Situation 2: You did so well with the first situation that student in Situation 1 has told all of her pregnant friends about you. They want you to teach them a “just for prenatal” yoga class. Should you (a) figure that since what you did worked for one student, the same program should work for six students? (b) Laugh and say, “Are you crazy?” or (c) decline and say you need more training to teach a specialized class?
Situation 3: Now let’s say you get pregnant. Well okay, I said this article was for guys too, so let’s instead say that your most advanced woman student gets pregnant. She has been practicing inversions, full backward bends, and other advanced asanas. She has no complications with her pregnancy. Her health care provider has given her full approval to exercise. She wants to continue her yoga practice as usual. Her practice has been so important to her that she cannot imagine changing it, except for perhaps a few minor common sense adjustments for size, etc. Are you prepared to advise her, and what exactly will you say?
The Changing Prenatal Universe
Ready or not, I believe that sooner or later you will find yourself in Situation 1—or perhaps it’s already happening to you. It was not all that long ago when women were told that they should not exercise when pregnant, and that they should eat enough for two people. Well, if you weren’t around to notice, you can imagine the effect that advice had: It kept a lot of pregnant women out of our yoga classes.
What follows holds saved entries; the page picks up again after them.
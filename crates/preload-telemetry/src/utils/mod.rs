// Copyright 2025 eraflo
//
// Licensed under the Apache License, Version 2.0 (the "License");
// you may not use this file except in compliance with the License.
// You may obtain a copy of the License at
//
//     http://www.apache.org/licenses/LICENSE-2.0
//
// Unless required by applicable law or agreed to in writing, software
// distributed under the License is distributed on an "AS IS" BASIS,
// WITHOUT WARRANTIES OR CONDITIONS OF ANY KIND, either express or implied.
// See the License for the specific language governing permissions and
// limitations under the License.

pub mod timer;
Luckily we are moving into the Dwapara age, and slowly we are becoming a bit more enlightened. The word is out now: not only is exercise okay for pregnant women, but they are being encouraged to exercise. And as for eating for two, as appealing as that may have sounded to some of us, that is out the door. Most women are advised to eat only about 300 extra calories a day—and even then, not until the second and third trimesters.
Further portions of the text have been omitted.